- Work to complete -
Among the lines of the records below, count those with the word "mailbox". Reply with that number alone.

Information provided below:

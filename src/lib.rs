//! Parasync: a parameter-server runtime for data-parallel training.
//!
//! Worker threads read and accumulate into sharded key-value tables held
//! by server threads, under a per-table consistency model (BSP, SSP, or
//! ASP). Workers of different nodes steal tail slices of each other's
//! sample ranges to even out stragglers.

#[macro_use]
mod utils;

pub mod client;
pub mod engine;
pub mod mailbox;
pub mod server;

pub use utils::{
    log_tag, logger_init, Codec, ParasyncError, ThreadsafeQueue, Value, ME,
};

pub use client::{DataRange, KvClientTable, PartitionManager, WorkAssigner};
pub use engine::{
    ClusterConfig, Engine, EngineConfig, Info, MlTask, NodeInfo, WorkerAlloc,
};
pub use mailbox::{Flag, Key, Message, NodeId, TableId, ThreadId};
pub use server::{ModelType, StorageType};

End of Information provided.

- Result of this exercise -
2